After two years in the background, Sha’Carri Richardson is making a flamboyant return to the front of the stage in 2023, in his image. At 23, the whimsical American, fan of flashy wigs, with endless nails and eyelashes, will experience her first international championships, after missing the 2021 Olympics, suspended for a positive cannabis test, and the 2022 Worlds on the ground of the United States, unqualified. “I’m not back, I’m better, she likes to repeat. I’m ready, mentally, physically, and emotionally, and I’m here to stay.”

Richardson arrives in the Hungarian capital with the second best performance in the world in the 100m (10.71, personal best, behind Jackson) and the fourth in the 200m (21.94). “I know what I want to achieve there but I’m not going to say it, I wrote it for me”, she wants to be mysterious. The Texan sprinter, however, remains on her only defeat of the season on the straight line, mid-July in Hungary, in Szekesfehervar, and a last minute withdrawal “as a precaution” a few days later in London, because of hamstrings painful.

Admittedly, his last competition before Budapest ended in defeat, his first in 2023, in Monaco at the end of July (4th with 5.72m). But before, Mondo Duplantis had won eleven competitions, seven in the summer, including five above six meters, and earlier in the year four indoors, punctuated by a new world record, raised to 6.22m in February. in Clermont-Ferrand.

So we don’t worry too much about the Swedish pole vaulting phenomenon, reigning Olympic, World and European champion. At its highest, Duplantis climbed to 6.12m this summer, in Ostrava (Czech Republic) at the end of June. After a day of pouring rain in Stockholm at the beginning of July, he unsuccessfully tackled a bar at 6.23m. Will he get back to the game on the Hungarian saltire?

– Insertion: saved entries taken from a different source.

//! Central request pacing shared by every worker.

use std::time::Duration;

use parking_lot::Mutex;
use tokio::sync::watch;
use tokio::time::Instant;

use super::backoff::{cancelled, is_cancelled};

/// Hands out evenly spaced call slots, independent of worker count
pub struct RateLimiter {
    interval: Option<Duration>,
    next_slot: Mutex<Instant>,
}

impl RateLimiter {
    /// `None` or zero disables limiting
    pub fn per_minute(requests: Option<u32>) -> Self {
        let interval = requests
            .filter(|&r| r > 0)
            .map(|r| Duration::from_secs(60) / r);
        Self {
            interval,
            next_slot: Mutex::new(Instant::now()),
        }
    }

    #[cfg(test)]
    pub fn unlimited() -> Self {
        Self::per_minute(None)
    }

    /// Wait for the next slot. Returns false if cancelled first.
    pub async fn acquire(&self, cancel: &mut watch::Receiver<bool>) -> bool {
        if is_cancelled(cancel) {
            return false;
        }
        let Some(interval) = self.interval else {
            return true;
        };

        let slot = {
            let mut next = self.next_slot.lock();
            let slot = (*next).max(Instant::now());
            *next = slot + interval;
            slot
        };

        tokio::select! {
            _ = tokio::time::sleep_until(slot) => true,
            _ = cancelled(cancel) => false,
        }
    }
}

#[cfg(test)]
mod tests {
    use super::*;

    #[tokio::test]
    async fn slots_are_spaced_by_the_interval() {
        // 1200/min is one slot every 50ms
        let limiter = RateLimiter::per_minute(Some(1200));
        let (_tx, mut rx) = watch::channel(false);

        let start = Instant::now();
        for _ in 0..3 {
            assert!(limiter.acquire(&mut rx).await);
        }
        assert!(start.elapsed() >= Duration::from_millis(100));
    }

    #[tokio::test]
    async fn unlimited_never_waits_but_honours_cancellation() {
        let limiter = RateLimiter::unlimited();
        let (tx, mut rx) = watch::channel(false);
        assert!(limiter.acquire(&mut rx).await);
        tx.send(true).unwrap();
        assert!(!limiter.acquire(&mut rx).await);
    }
}
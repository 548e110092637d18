use tree_sitter::Node;

use super::treesitter::{node_text, GrammarSpec};

pub const PYTHON: GrammarSpec = GrammarSpec {
    language: "python",
    grammar: tree_sitter_python::language,
    function_kinds: &["function_definition"],
    class_kinds: &["class_definition"],
    assigned_functions: &[],
    call_kinds: &[("call", "function")],
    macro_token_trees: &[],
    import_kinds: &["import_statement", "import_from_statement"],
    import_names: python_imports,
};

/// `import a.b, c as d` -> [a.b, c]; `from x.y import z` -> [x.y]
fn python_imports(node: Node, source: &str) -> Vec<String> {
    if node.kind() == "import_from_statement" {
        return node
            .child_by_field_name("module_name")
            .map(|m| vec![node_text(m, source)])
            .unwrap_or_default();
    }

    let mut cursor = node.walk();
    let names: Vec<String> = node
        .children_by_field_name("name", &mut cursor)
        .map(|child| {
            let target = if child.kind() == "aliased_import" {
                child.child_by_field_name("name").unwrap_or(child)
            } else {
                child
            };
            node_text(target, source)
        })
        .collect();
    names
}
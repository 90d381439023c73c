//! Property-based tests for ledger invariants
//!
//! These tests use proptest to verify critical invariants:
//! - Money conservation: committed transfer pairs leave Σ(balances) unchanged
//! - Atomicity: rolled back or rejected update sets leave no trace
//! - Isolation: staged updates are invisible until commit

use ledger_core::{AccountId, AccountLedger, BalanceUpdate, Currency, InMemoryLedger, TransactionId};
use proptest::prelude::*;
use rust_decimal::Decimal;

/// Strategy for generating valid amounts (positive decimals)
fn amount_strategy() -> impl Strategy<Value = Decimal> {
    (1u64..1_000_000_00u64).prop_map(|cents| Decimal::new(cents as i64, 2))
}

/// Strategy for generating currencies
fn currency_strategy() -> impl Strategy<Value = Currency> {
    prop_oneof![
        Just(Currency::USD),
        Just(Currency::EUR),
        Just(Currency::GBP),
        Just(Currency::AED),
        Just(Currency::INR),
    ]
}

/// Strategy for generating transfers between a small set of accounts
fn transfer_strategy() -> impl Strategy<Value = (usize, usize, Decimal, Currency)> {
    (0usize..5, 0usize..5, amount_strategy(), currency_strategy())
        .prop_filter("distinct accounts", |(from, to, _, _)| from != to)
}

fn account(index: usize) -> AccountId {
    AccountId::new(format!("BANK-{}", index))
}

proptest! {
    #![proptest_config(ProptestConfig::with_cases(100))]

    /// Property: committed transfers conserve money per currency
    #[test]
    fn prop_money_conservation(transfers in prop::collection::vec(transfer_strategy(), 1..30)) {
        let rt = tokio::runtime::Runtime::new().unwrap();
        rt.block_on(async {
            let ledger = InMemoryLedger::new();

            for (from, to, amount, currency) in &transfers {
                let tx = TransactionId::new();
                let updates = BalanceUpdate::transfer_pair(&account(*from), &account(*to), *currency, *amount, "prop");
                ledger.apply_updates(tx, &updates).await.unwrap();
                ledger.commit(tx).await.unwrap();
            }

            for currency in Currency::ALL {
                prop_assert_eq!(ledger.total_balance(currency), Decimal::ZERO);
            }
            Ok(())
        })?;
    }

    /// Property: a rolled back transaction leaves committed balances untouched
    #[test]
    fn prop_rollback_leaves_no_trace(
        committed in prop::collection::vec(transfer_strategy(), 0..10),
        rolled_back in prop::collection::vec(transfer_strategy(), 1..10),
    ) {
        let rt = tokio::runtime::Runtime::new().unwrap();
        rt.block_on(async {
            let ledger = InMemoryLedger::new();

            for (from, to, amount, currency) in &committed {
                let tx = TransactionId::new();
                let updates = BalanceUpdate::transfer_pair(&account(*from), &account(*to), *currency, *amount, "kept");
                ledger.apply_updates(tx, &updates).await.unwrap();
                ledger.commit(tx).await.unwrap();
            }
            let before = ledger.snapshot();

            let tx = TransactionId::new();
            for (from, to, amount, currency) in &rolled_back {
                let updates = BalanceUpdate::transfer_pair(&account(*from), &account(*to), *currency, *amount, "undone");
                ledger.apply_updates(tx, &updates).await.unwrap();
            }
            // Staged, not visible
            prop_assert_eq!(&ledger.snapshot(), &before);

            ledger.rollback(tx).await.unwrap();
            prop_assert_eq!(&ledger.snapshot(), &before);
            prop_assert_eq!(ledger.open_transactions(), 0);
            Ok(())
        })?;
    }

    /// Property: an update set touching a frozen account is rejected whole
    #[test]
    fn prop_rejected_set_is_all_or_nothing((from, to, amount, currency) in transfer_strategy()) {
        let rt = tokio::runtime::Runtime::new().unwrap();
        rt.block_on(async {
            let ledger = InMemoryLedger::new();
            ledger.freeze_account(account(to));

            let tx = TransactionId::new();
            let updates = BalanceUpdate::transfer_pair(&account(from), &account(to), currency, amount, "frozen");
            prop_assert!(ledger.apply_updates(tx, &updates).await.is_err());

            ledger.commit(tx).await.unwrap();
            prop_assert_eq!(ledger.balance(&account(from), currency), Decimal::ZERO);
            prop_assert_eq!(ledger.open_transactions(), 0);
            Ok(())
        })?;
    }
}

#[cfg(test)]
mod integration_tests {
    use super::*;
    use ledger_core::FaultKind;

    #[tokio::test]
    async fn test_transient_fault_then_success() {
        let ledger = InMemoryLedger::new();
        ledger.inject_failures(1, FaultKind::Unavailable);

        let updates = BalanceUpdate::transfer_pair(&account(1), &account(2), Currency::USD, Decimal::new(100, 0), "retry");

        let tx = TransactionId::new();
        let err = ledger.apply_updates(tx, &updates).await.unwrap_err();
        assert!(err.is_transient());
        ledger.rollback(tx).await.unwrap();

        let tx = TransactionId::new();
        ledger.apply_updates(tx, &updates).await.unwrap();
        ledger.commit(tx).await.unwrap();

        assert_eq!(ledger.balance(&account(2), Currency::USD), Decimal::new(100, 0));
        assert_eq!(ledger.total_balance(Currency::USD), Decimal::ZERO);
    }
}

Two world records in the space of a week in June, over 1,500m (3’49”11 in Florence) and 5,000m (14’05”20 in Paris) – for his first race over the distance since 2015 -, a third a month later, that of the mile (non-Olympic): Faith Kipyegon has been unstoppable since the start of the season. Already double reigning Olympic champion and double world champion in the 1,500m (2017 and 2022), the 29-year-old Kenyan is launching an assault on a 1,500m-5,000m double on the Hungarian track. On her way, she will find in particular the Dutch Sifan Hassan, who came to the marathon successfully in the spring, who decided to repeat her crazy triptych 1,500 m-5,000 m-10,000 m as at the Tokyo Games.

Halted last summer in his relentless march forward by a hamstring muscle injury, seventh in the world final of the 400m hurdles in Eugene (United States), Karsten Warholm is ready to regain world gold. The proof ? His fourth and fifth best times in history (46.51 and 46.52) signed earlier in the summer, just over half a second from his world record. Another Norwegian in reconquest, Jakob Ingebrigtsen, over 1,500m, a race in which the Briton Jake Wightman (absent) had deprived him of gold a year ago. The Scandinavian cross-country skier is also involved in the 5,000m, of which he is title holder.

Deserted by Sydney McLaughlin-Levrone (forfeit even on 400m), reigning Olympic champion and world record holder, the 400m hurdles this time reaches out to Femke Bol, often in the shadow of the American until then. Especially since the 23-year-old Dutchwoman, vice-world champion 2022 – behind “SML” – and Olympic bronze medalist 2021, is in brilliant form: she has just smashed the European record by more than half a -second (51”45) to become the second fastest woman in the history of the specialty. “I hope to be in better shape at the World Championships than now,” she hoped in London at the end of July. It promises.